- Supreme Court of the United States

Decided June 9, 2008
- Full case name: Bridge v. Phoenix Bond & Indemnity Co.
- Citations: 553 U.S. 639 (more)

Holding
- A RICO plaintiff asserting a claim predicated on mail fraud does not need to show that that plaintiff relied on the defendant's alleged misrepresentations.

Court membership
- Chief Justice John Roberts Associate Justices John P. Stevens · Antonin Scalia Anthony Kennedy · David Souter Clarence Thomas · Ruth Bader Ginsburg Stephen Breyer · Samuel Alito

Case opinion
- Majority: Thomas, joined by unanimous

Laws applied
- Racketeer Influenced and Corrupt Organizations Act

= Bridge v. Phoenix Bond & Indemnity Co. =

Bridge v. Phoenix Bond & Indemnity Co., , was a United States Supreme Court case in which the court held that a RICO plaintiff asserting a claim predicated on mail fraud does not need to show that that plaintiff relied on the defendant's alleged misrepresentations.

==Background==

Each year, the Cook County, Illinois Treasurer's Office holds a public auction to sell its tax liens on delinquent taxpayers' property. To prevent any one buyer from obtaining a disproportionate share of the liens, the county adopted the "Single, Simultaneous Bidder Rule" (Rule), which requires each buyer to submit bids in its own name, prohibits a buyer from using "apparent agents, employees, or related entities" to submit simultaneous bids for the same parcel, and requires a registered bidder to submit a sworn affidavit affirming its compliance with the Rule. The plaintiffs (including Phoenix Bond & Indemnity) and the defendants (including Bridge) in this case regularly participate in the tax sales.
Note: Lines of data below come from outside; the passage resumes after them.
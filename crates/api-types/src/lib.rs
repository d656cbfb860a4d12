//! Shared request/response envelopes exchanged between a host and the inventory service.

use serde::{Deserialize, Serialize};
use serde_json::{Map, Value};

/// Named arguments as decoded by the host: string keys, values are strings, booleans or null.
pub type Arguments = Map<String, Value>;

#[derive(Debug, Clone, PartialEq, Serialize, Deserialize)]
pub struct MethodCall {
    /// Correlation id echoed back on the reply.
    #[serde(default, skip_serializing_if = "Option::is_none")]
    pub id: Option<u64>,
    pub method: String,
    #[serde(default, skip_serializing_if = "Option::is_none")]
    pub arguments: Option<Arguments>,
}

impl MethodCall {
    #[must_use]
    pub fn new(method: impl Into<String>) -> Self {
        Self {
            id: None,
            method: method.into(),
            arguments: None,
        }
    }

    #[must_use]
    pub fn with_id(mut self, id: u64) -> Self {
        self.id = Some(id);
        self
    }

    #[must_use]
    pub fn with_argument(mut self, key: impl Into<String>, value: impl Into<Value>) -> Self {
        self.arguments
            .get_or_insert_with(Map::new)
            .insert(key.into(), value.into());
        self
    }
}

#[derive(Debug, Clone, PartialEq, Eq, Serialize, Deserialize)]
pub struct ErrorResponse {
    pub code: String,
    pub message: String,
}

impl ErrorResponse {
    #[must_use]
    pub fn new(code: impl Into<String>, message: impl Into<String>) -> Self {
        Self {
            code: code.into(),
            message: message.into(),
        }
    }
}

#[derive(Debug, Clone, PartialEq, Serialize, Deserialize)]
#[serde(tag = "type", rename_all = "snake_case")]
pub enum MethodOutcome {
    Success { value: Value },
    Error(ErrorResponse),
}

#[derive(Debug, Clone, PartialEq, Serialize, Deserialize)]
pub struct MethodReply {
    #[serde(default, skip_serializing_if = "Option::is_none")]
    pub id: Option<u64>,
    pub result: MethodOutcome,
}

impl MethodReply {
    #[must_use]
    pub fn success(id: Option<u64>, value: Value) -> Self {
        Self {
            id,
            result: MethodOutcome::Success { value },
        }
    }

    #[must_use]
    pub fn error(id: Option<u64>, error: ErrorResponse) -> Self {
        Self {
            id,
            result: MethodOutcome::Error(error),
        }
    }

    /// Returns the success value, if any.
    pub fn value(&self) -> Option<&Value> {
        match &self.result {
            MethodOutcome::Success { value } => Some(value),
            MethodOutcome::Error(_) => None,
        }
    }

    /// Returns the failure payload, if any.
    pub fn error_response(&self) -> Option<&ErrorResponse> {
        match &self.result {
            MethodOutcome::Success { .. } => None,
            MethodOutcome::Error(error) => Some(error),
        }
    }
}
//! 文件系统能力模块。
//!
//! 提供单层目录列举、文件与目录的增删读写以及元数据查询。
//! 所有操作都返回带类型的 `Result`，失败是否被吞掉由上层决定。

use std::fs;
use std::io::{self, ErrorKind, Write};
use std::path::{Path, PathBuf};

use thiserror::Error;
use tracing::{debug, info};

use crate::model::EntryInfo;

/// 文件系统错误类型。
#[derive(Debug, Error)]
pub enum FileSystemError {
    #[error("路径不存在: {0}")]
    PathNotFound(String),

    #[error("路径不是目录: {0}")]
    NotADirectory(String),

    #[error("路径不是文件: {0}")]
    NotAFile(String),

    #[error("路径已存在: {0}")]
    AlreadyExists(String),

    #[error("权限不足: {0}")]
    PermissionDenied(String),

    #[error("IO 错误 ({path}): {source}")]
    Io {
        path: String,
        #[source]
        source: io::Error,
    },
}

impl FileSystemError {
    /// 按 IO 错误种类归类，并附上出错路径。
    pub fn from_io(path: &Path, source: io::Error) -> Self {
        let display = path.display().to_string();
        match source.kind() {
            ErrorKind::NotFound => Self::PathNotFound(display),
            ErrorKind::PermissionDenied => Self::PermissionDenied(display),
            ErrorKind::AlreadyExists => Self::AlreadyExists(display),
            _ => Self::Io {
                path: display,
                source,
            },
        }
    }

    /// 机器可读的错误码。
    pub fn code(&self) -> &'static str {
        match self {
            Self::PathNotFound(_) => "PATH_NOT_FOUND",
            Self::NotADirectory(_) => "NOT_A_DIRECTORY",
            Self::NotAFile(_) => "NOT_A_FILE",
            Self::AlreadyExists(_) => "ALREADY_EXISTS",
            Self::PermissionDenied(_) => "PERMISSION_DENIED",
            Self::Io { .. } => "IO_ERROR",
        }
    }
}

pub type Result<T> = std::result::Result<T, FileSystemError>;

/// 目录列举范围。
#[derive(Debug, Clone, Copy, PartialEq, Eq)]
pub enum ListFilter {
    /// 文件与子目录。
    All,
    /// 仅非目录条目。
    FilesOnly,
}

/// 文件系统能力接口。
///
/// 不持有任何跨调用状态，也不加锁；并发语义完全交给操作系统。
#[derive(Debug, Clone, Copy, Default)]
pub struct FileSystemCapabilities;

impl FileSystemCapabilities {
    /// 创建新的文件系统能力实例。
    pub fn new() -> Self {
        Self
    }

    /// 列出目录的直接子条目（不递归）。
    ///
    /// 任一条目检查失败都会中止整个列举，不返回部分结果。
    pub fn list_directory(&self, path: &str, filter: ListFilter) -> Result<Vec<EntryInfo>> {
        let path = PathBuf::from(path);

        info!(path = %path.display(), ?filter, "Listing directory");

        let metadata = fs::metadata(&path).map_err(|e| FileSystemError::from_io(&path, e))?;
        if !metadata.is_dir() {
            return Err(FileSystemError::NotADirectory(path.display().to_string()));
        }

        let reader = fs::read_dir(&path).map_err(|e| FileSystemError::from_io(&path, e))?;

        let mut entries = Vec::new();
        for entry in reader {
            let entry = entry.map_err(|e| FileSystemError::from_io(&path, e))?;
            let entry_info = self.entry_to_info(&entry)?;
            if filter == ListFilter::FilesOnly && entry_info.is_directory {
                continue;
            }
            entries.push(entry_info);
        }

        debug!(path = %path.display(), count = entries.len(), "directory listed");
        Ok(entries)
    }

    /// 将目录条目转换为信息结构，符号链接按目标判断类型。
    fn entry_to_info(&self, entry: &fs::DirEntry) -> Result<EntryInfo> {
        let path = entry.path();
        let metadata = fs::metadata(&path).map_err(|e| FileSystemError::from_io(&path, e))?;
        let display = path.to_string_lossy().into_owned();

        Ok(if metadata.is_dir() {
            EntryInfo::directory(display)
        } else {
            EntryInfo::file(display, metadata.len())
        })
    }

    /// 创建目录及缺失的上级目录。
    ///
    /// 目录已存在时返回 `Ok(false)`。
    pub fn create_directory(&self, path: &str) -> Result<bool> {
        let path = Path::new(path);

        // `create_dir_all("")` 什么也不创建却返回成功。
        if path.as_os_str().is_empty() {
            return Err(FileSystemError::PathNotFound(String::new()));
        }

        match fs::metadata(path) {
            Ok(metadata) if metadata.is_dir() => return Ok(false),
            Ok(_) => return Err(FileSystemError::NotADirectory(path.display().to_string())),
            Err(e) if e.kind() == ErrorKind::NotFound => {}
            Err(e) => return Err(FileSystemError::from_io(path, e)),
        }

        info!(path = %path.display(), "Creating directory");
        fs::create_dir_all(path).map_err(|e| FileSystemError::from_io(path, e))?;
        Ok(true)
    }

    /// 递归删除目录及其全部内容。
    pub fn delete_directory(&self, path: &str) -> Result<bool> {
        let path = Path::new(path);

        let metadata = fs::symlink_metadata(path).map_err(|e| FileSystemError::from_io(path, e))?;
        if !metadata.is_dir() {
            return Err(FileSystemError::NotADirectory(path.display().to_string()));
        }

        info!(path = %path.display(), "Deleting directory");
        fs::remove_dir_all(path).map_err(|e| FileSystemError::from_io(path, e))?;
        Ok(true)
    }

    /// 创建或截断文件并写入内容，不会创建上级目录。
    pub fn write_file(&self, path: &str, content: &str) -> Result<()> {
        let path = Path::new(path);

        info!(path = %path.display(), bytes = content.len(), "Writing file");
        let mut file = fs::File::create(path).map_err(|e| FileSystemError::from_io(path, e))?;
        file.write_all(content.as_bytes())
            .and_then(|()| file.flush())
            .map_err(|e| FileSystemError::from_io(path, e))
    }

    /// 删除单个文件。
    pub fn delete_file(&self, path: &str) -> Result<bool> {
        let path = Path::new(path);

        let metadata = fs::symlink_metadata(path).map_err(|e| FileSystemError::from_io(path, e))?;
        if metadata.is_dir() {
            return Err(FileSystemError::NotAFile(path.display().to_string()));
        }

        info!(path = %path.display(), "Deleting file");
        fs::remove_file(path).map_err(|e| FileSystemError::from_io(path, e))?;
        Ok(true)
    }

    /// 读取完整文件内容，非 UTF-8 字节按替换字符处理。
    pub fn read_file(&self, path: &str) -> Result<String> {
        let path = Path::new(path);

        debug!(path = %path.display(), "Reading file");
        let bytes = fs::read(path).map_err(|e| FileSystemError::from_io(path, e))?;
        Ok(match String::from_utf8(bytes) {
            Ok(text) => text,
            Err(err) => String::from_utf8_lossy(err.as_bytes()).into_owned(),
        })
    }

    /// 获取文件元数据。
    pub fn file_metadata(&self, path: &str) -> Result<EntryInfo> {
        let path = Path::new(path);

        let metadata = fs::metadata(path).map_err(|e| FileSystemError::from_io(path, e))?;
        if metadata.is_dir() {
            return Err(FileSystemError::NotAFile(path.display().to_string()));
        }

        Ok(EntryInfo::file(path.to_string_lossy(), metadata.len()))
    }

    /// 获取目录元数据，不包含大小。
    pub fn folder_metadata(&self, path: &str) -> Result<EntryInfo> {
        let path = Path::new(path);

        let metadata = fs::metadata(path).map_err(|e| FileSystemError::from_io(path, e))?;
        if !metadata.is_dir() {
            return Err(FileSystemError::NotADirectory(path.display().to_string()));
        }

        Ok(EntryInfo::directory(path.to_string_lossy()))
    }
}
Bridge filed suit, alleging that Phoenix fraudulently obtained a disproportionate share of liens by filing false compliance attestations. Bridge claimed that Phoenix violated and conspired to violate the Racketeer Influenced and Corrupt Organizations Act (RICO) through a pattern of racketeering activity involving mail fraud, which occurred when petitioners sent property owners various notices required by Illinois law. The federal District Court dismissed the RICO claims for lack of standing, finding that respondents were not protected by the mail fraud statute because they did not receive the alleged misrepresentations. Reversing, the Seventh Circuit Court of Appeals based standing on the injury respondents suffered when they lost the chance to obtain more liens, and found that respondents had sufficiently alleged proximate cause because they were immediately injured by petitioners' scheme. The court also rejected petitioners' argument that respondents are not entitled to relief under RICO because they had not received, and therefore had not relied on, any false statements. From there, the case was appealed to the Supreme Court, which granted certiorari.

==Opinion of the court==

The Supreme Court issued an opinion on June 9, 2008.